PROVIDED RECORDS section start
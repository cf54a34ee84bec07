use std::net::TcpListener;

use actix_web::dev::Server;
use anyhow::Context;

use crate::config::Configuration;
use crate::coordinator::{SubmissionCoordinator, SubmissionSettings};
use crate::mail::EmailJsClient;
use crate::run::run;
use crate::store::FirestoreStore;

pub struct AppServer {
    port: u16,
    address: String,
    server: Server,
}

impl AppServer {
    pub async fn build(configuration: Configuration) -> Result<Self, anyhow::Error> {
        let listener = TcpListener::bind(format!(
            "{}:{}",
            configuration.app.host, configuration.app.port
        ))
        .context("Failed to bind the application listener")?;
        let port = listener.local_addr()?.port();

        tracing::info!(
            "Starting service on address: {}:{}",
            configuration.app.host,
            port
        );

        let relay = EmailJsClient::new(configuration.email_relay.clone())
            .context("Failed to build the email relay client")?;
        let store = FirestoreStore::new(configuration.message_store.clone())
            .context("Failed to build the document store client")?;
        let coordinator = SubmissionCoordinator::new(
            relay,
            store,
            SubmissionSettings::from(&configuration.email_relay),
        );

        let server = run(listener, coordinator, configuration.notification.timing())?;

        Ok(Self {
            port,
            address: configuration.app.host,
            server,
        })
    }

    pub fn to_server_address(&self) -> String {
        format!("{}:{}", self.address, self.port)
    }

    pub fn address(&self) -> String {
        self.address.clone()
    }

    pub fn port(&self) -> u16 {
        self.port
    }

    pub async fn run_until_stopped(self) -> Result<(), std::io::Error> {
        self.server.await
    }
}
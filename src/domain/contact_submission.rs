//! src/domain/contact_submission.rs

use crate::domain::ContactEmail;

#[derive(Debug, Clone, PartialEq, Eq, thiserror::Error)]
pub enum ValidationError {
    #[error("missing field: {0}")]
    MissingField(&'static str),
    #[error("invalid email: {0}")]
    InvalidEmail(String),
}

impl ValidationError {
    /// Message shown to the visitor.
    pub fn user_message(&self) -> &'static str {
        match self {
            ValidationError::MissingField(_) => "Please fill in all fields",
            ValidationError::InvalidEmail(_) => "Please enter a valid email address",
        }
    }
}

/// A contact message that passed local validation and is ready to be sent.
#[derive(Debug, Clone)]
pub struct ContactSubmission {
    pub name: String,
    pub email: ContactEmail,
    pub subject: String,
    pub message: String,
}
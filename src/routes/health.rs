use actix_web::{HttpResponse, Responder};
use uuid::Uuid;

pub async fn health_check() -> impl Responder {
    let request_id = Uuid::new_v4();
    let request_span = tracing::info_span!("Checking service health", %request_id);

    let _request_span_guard = request_span.enter();
    tracing::info!("Service is healthy!");
    HttpResponse::Ok().finish()
}
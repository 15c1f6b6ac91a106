use serde::{Deserialize, Serialize};

/// How `ytot watch` reaches a Chromium instance
#[derive(Debug, Clone, Serialize, Deserialize)]
pub struct BrowserConfig {
    /// Browser executable path (overrides auto-discovery)
    pub executable: Option<String>,

    /// CDP port used when launching or attaching to a local browser
    #[serde(default = "default_cdp_port")]
    pub cdp_port: u16,

    /// CDP WebSocket URL (for remote connections)
    pub cdp_url: Option<String>,

    /// User data directory for launched browsers
    pub user_data_dir: Option<String>,

    /// Headless mode
    #[serde(default)]
    pub headless: bool,

    /// Extra browser arguments
    #[serde(default)]
    pub extra_args: Vec<String>,

    /// How often the page URL is polled to detect in-app navigation
    #[serde(default = "default_navigation_poll_ms")]
    pub navigation_poll_ms: u64,
}

fn default_cdp_port() -> u16 {
    9333
}

fn default_navigation_poll_ms() -> u64 {
    500
}

impl Default for BrowserConfig {
    fn default() -> Self {
        Self {
            executable: None,
            cdp_port: default_cdp_port(),
            cdp_url: None,
            user_data_dir: None,
            headless: false,
            extra_args: Vec::new(),
            navigation_poll_ms: default_navigation_poll_ms(),
        }
    }
}

impl BrowserConfig {
    /// Check if this points at a remote browser
    pub fn is_remote(&self) -> bool {
        self.cdp_url.is_some()
    }

    /// Apply a `--cdp` argument: a bare port or a `ws://` URL
    pub fn apply_cdp_arg(&mut self, cdp: &str) {
        let cdp = cdp.trim();
        match cdp.parse::<u16>() {
            Ok(port) => {
                self.cdp_port = port;
                self.cdp_url = None;
            }
            Err(_) => self.cdp_url = Some(cdp.to_string()),
        }
    }
}
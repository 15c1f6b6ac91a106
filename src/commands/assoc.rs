use colored::Colorize;

use crate::cli::{AssocCommands, Cli, HostArg};
use crate::error::{Result, YtotError};
use crate::platform::{self, HostProfile, Platform};
use crate::store::{ChannelStore, FileStore};

pub async fn run(cli: &Cli, command: &AssocCommands) -> Result<()> {
    let config = cli.config()?;
    let store = FileStore::new(config.storage.store_path());
    tracing::debug!("Association store: {}", store.path().display());

    match command {
        AssocCommands::List { host } => list(cli, store, *host).await,
        AssocCommands::Get { channel, host } => get(cli, store, *host, channel).await,
        AssocCommands::Set {
            channel,
            target,
            host,
        } => set(cli, store, *host, channel, target).await,
        AssocCommands::Forget { channel, host } => forget(cli, store, *host, channel).await,
        AssocCommands::AutoSync { state } => auto_sync(cli, store, state.as_deref()).await,
    }
}

fn open(store: FileStore, host: HostArg) -> (HostProfile, ChannelStore<FileStore>) {
    let profile = Platform::from(host).profile();
    let channels = ChannelStore::new(store, profile.key_prefix);
    (profile, channels)
}

fn local_channel(raw: &str) -> Result<String> {
    platform::normalize_identity(raw)
        .ok_or_else(|| YtotError::Other(format!("Invalid channel name: {:?}", raw)))
}

async fn list(cli: &Cli, store: FileStore, host: HostArg) -> Result<()> {
    let (profile, channels) = open(store, host);
    let associations = channels.associations().await;

    if cli.json {
        let items: Vec<_> = associations
            .iter()
            .map(|(local, foreign)| serde_json::json!({ "channel": local, "target": foreign }))
            .collect();
        println!("{}", serde_json::to_string_pretty(&items)?);
        return Ok(());
    }

    if associations.is_empty() {
        println!("{}", "No associations remembered.".dimmed());
        return Ok(());
    }

    println!(
        "{} {} -> {}",
        "Associations".bold(),
        profile.platform.name().cyan(),
        profile.foreign_name().cyan()
    );
    for (local, foreign) in associations {
        println!("  {} {}", format!("{:<24}", local).green(), foreign);
    }

    Ok(())
}

async fn get(cli: &Cli, store: FileStore, host: HostArg, channel: &str) -> Result<()> {
    let (_, channels) = open(store, host);
    let local = local_channel(channel)?;
    let foreign = channels.recall(&local).await;

    if cli.json {
        println!(
            "{}",
            serde_json::json!({ "channel": local, "target": foreign })
        );
    } else {
        match foreign {
            Some(foreign) => println!("{}", foreign),
            None => println!("{}", "(not set)".dimmed()),
        }
    }

    Ok(())
}

async fn set(
    cli: &Cli,
    store: FileStore,
    host: HostArg,
    channel: &str,
    target: &str,
) -> Result<()> {
    let (profile, channels) = open(store, host);
    let local = local_channel(channel)?;
    let foreign = profile
        .parse_foreign(target)
        .ok_or_else(|| YtotError::Other(profile.invalid_input_message().to_string()))?;

    channels.remember(&local, &foreign).await;

    if cli.json {
        println!(
            "{}",
            serde_json::json!({ "channel": local, "target": foreign })
        );
    } else {
        println!("{} {} -> {}", "✓".green(), local, foreign);
    }

    Ok(())
}

async fn forget(cli: &Cli, store: FileStore, host: HostArg, channel: &str) -> Result<()> {
    let (_, channels) = open(store, host);
    let local = local_channel(channel)?;
    let existed = channels.recall(&local).await.is_some();
    channels.forget(&local).await;

    if cli.json {
        println!(
            "{}",
            serde_json::json!({ "channel": local, "removed": existed })
        );
    } else if existed {
        println!("{} Forgot {}", "✓".green(), local);
    } else {
        println!("{}", format!("Nothing remembered for {}", local).dimmed());
    }

    Ok(())
}

async fn auto_sync(cli: &Cli, store: FileStore, state: Option<&str>) -> Result<()> {
    // Only the Twitch side has a player to keep in sync
    let (_, channels) = open(store, HostArg::Twitch);

    let enabled = match state {
        None => channels.auto_sync().await,
        Some(raw) => {
            let enabled = parse_switch(raw).ok_or_else(|| {
                YtotError::Other(format!("Expected on or off, got {:?}", raw))
            })?;
            channels.set_auto_sync(enabled).await;
            enabled
        }
    };

    if cli.json {
        println!("{}", serde_json::json!({ "auto_sync": enabled }));
    } else if enabled {
        println!("Auto-sync: {}", "on".green());
    } else {
        println!("Auto-sync: {}", "off".dimmed());
    }

    Ok(())
}

pub(crate) fn parse_switch(raw: &str) -> Option<bool> {
    match raw.trim().to_ascii_lowercase().as_str() {
        "on" | "true" | "yes" | "1" => Some(true),
        "off" | "false" | "no" | "0" => Some(false),
        _ => None,
    }
}

#[cfg(test)]
mod tests {
    use super::*;

    #[test]
    fn switch_words() {
        assert_eq!(parse_switch("ON"), Some(true));
        assert_eq!(parse_switch(" off "), Some(false));
        assert_eq!(parse_switch("maybe"), None);
    }

    #[test]
    fn local_channel_is_normalized() {
        assert_eq!(local_channel("Some Channel").unwrap(), "somechannel");
        assert!(local_channel("!!").is_err());
    }
}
PROVIDED RECORDS section end
WHAT THIS TASK INVOLVES - Report the number of lines in these entries that hold the word "enabled". Add nothing else.

SOLUTION FOR THIS EXERCISE - 6